PROBLEM DESCRIPTION
Please print only the top portion of the entries below, ending with the line that contains "the mirror proxy.", exactly as written.

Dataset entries

# # # #

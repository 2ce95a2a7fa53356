//! Configuration schema definitions.
//!
//! All types derive Serde traits for deserialization from TOML, and every
//! section has defaults so a minimal config file (or none at all) works.

use std::net::SocketAddr;

use axum::http::StatusCode;
use serde::{Deserialize, Serialize};

/// Root configuration for the mirror proxy.
#[derive(Debug, Clone, Deserialize, Serialize, Default)]
#[serde(default)]
pub struct MirrorConfig {
    /// Listener configuration (bind address).
    pub listener: ListenerConfig,

    /// Front-facing identity of the proxy.
    pub proxy: FrontConfig,

    /// Upstream fetch settings.
    pub upstream: UpstreamConfig,

    /// Bare-root canonicalization settings.
    pub redirect: RedirectConfig,

    /// Content rewriting settings.
    pub rewrite: RewriteConfig,

    /// Timeout configuration.
    pub timeouts: TimeoutConfig,

    /// Observability settings.
    pub observability: ObservabilityConfig,
}

/// Listener configuration.
#[derive(Debug, Clone, Deserialize, Serialize)]
#[serde(default)]
pub struct ListenerConfig {
    /// Bind address (e.g., "0.0.0.0:8080").
    pub bind_address: String,
}

impl Default for ListenerConfig {
    fn default() -> Self {
        Self {
            bind_address: "0.0.0.0:8080".to_string(),
        }
    }
}

/// The public-facing domain the proxy answers on.
#[derive(Debug, Clone, Deserialize, Serialize)]
#[serde(default)]
pub struct FrontConfig {
    /// Front domain; project hosts hang off it as `wikipedia.<front_domain>`.
    pub front_domain: String,

    /// Scheme the proxy is reached on, used when reconstructing request
    /// URLs and redirect targets behind a TLS terminator.
    pub front_scheme: String,
}

impl Default for FrontConfig {
    fn default() -> Self {
        Self {
            front_domain: "example.com".to_string(),
            front_scheme: "https".to_string(),
        }
    }
}

/// Upstream fetch settings.
#[derive(Debug, Clone, Deserialize, Serialize)]
#[serde(default)]
pub struct UpstreamConfig {
    /// Scheme for resolved upstream URLs.
    pub scheme: String,

    /// Optional fixed connect address. The resolved upstream host is kept
    /// in the Host header; the TCP connection goes here instead. Used for
    /// testing and for deployments behind a fixed egress.
    pub override_addr: Option<String>,
}

impl UpstreamConfig {
    pub fn override_socket(&self) -> Option<SocketAddr> {
        self.override_addr.as_ref().and_then(|a| a.parse().ok())
    }
}

impl Default for UpstreamConfig {
    fn default() -> Self {
        Self {
            scheme: "https".to_string(),
            override_addr: None,
        }
    }
}

/// Bare-root canonicalization settings.
#[derive(Debug, Clone, Deserialize, Serialize)]
#[serde(default)]
pub struct RedirectConfig {
    /// HTTP status for the redirect to `/www/`.
    pub status: u16,
}

impl RedirectConfig {
    /// The validated status; validation guarantees this is a redirect code.
    pub fn status_code(&self) -> StatusCode {
        StatusCode::from_u16(self.status).unwrap_or(StatusCode::MOVED_PERMANENTLY)
    }
}

impl Default for RedirectConfig {
    fn default() -> Self {
        Self { status: 301 }
    }
}

/// Content rewriting settings.
#[derive(Debug, Clone, Deserialize, Serialize)]
#[serde(default)]
pub struct RewriteConfig {
    /// Rewrite absolute and protocol-relative links whose hosts match a
    /// recognized project. Root-relative region prefixing stays active
    /// regardless.
    pub absolute_links: bool,
}

impl Default for RewriteConfig {
    fn default() -> Self {
        Self {
            absolute_links: true,
        }
    }
}

/// Timeout configuration.
#[derive(Debug, Clone, Deserialize, Serialize)]
#[serde(default)]
pub struct TimeoutConfig {
    /// Upstream connection establishment timeout in seconds.
    pub connect_secs: u64,

    /// Total request timeout in seconds.
    pub request_secs: u64,
}

impl Default for TimeoutConfig {
    fn default() -> Self {
        Self {
            connect_secs: 5,
            request_secs: 30,
        }
    }
}

/// Observability configuration.
#[derive(Debug, Clone, Deserialize, Serialize)]
#[serde(default)]
pub struct ObservabilityConfig {
    /// Log filter used when RUST_LOG is not set.
    pub log_level: String,

    /// Enable the Prometheus scrape endpoint.
    pub metrics_enabled: bool,

    /// Metrics endpoint bind address.
    pub metrics_address: String,
}

impl Default for ObservabilityConfig {
    fn default() -> Self {
        Self {
            log_level: "wikimirror=info,tower_http=info".to_string(),
            metrics_enabled: false,
            metrics_address: "127.0.0.1:9090".to_string(),
        }
    }
}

# # # #

WRITTEN ANSWER
repository 2ce95a2a7fa53356
//! Configuration schema definitions.
//!
//! All types derive Serde traits for deserialization from TOML, and every
//! section has defaults so a minimal config file (or none at all) works.

use std::net::SocketAddr;

use axum::http::StatusCode;
use serde::{Deserialize, Serialize};

/// Root configuration for the mirror proxy.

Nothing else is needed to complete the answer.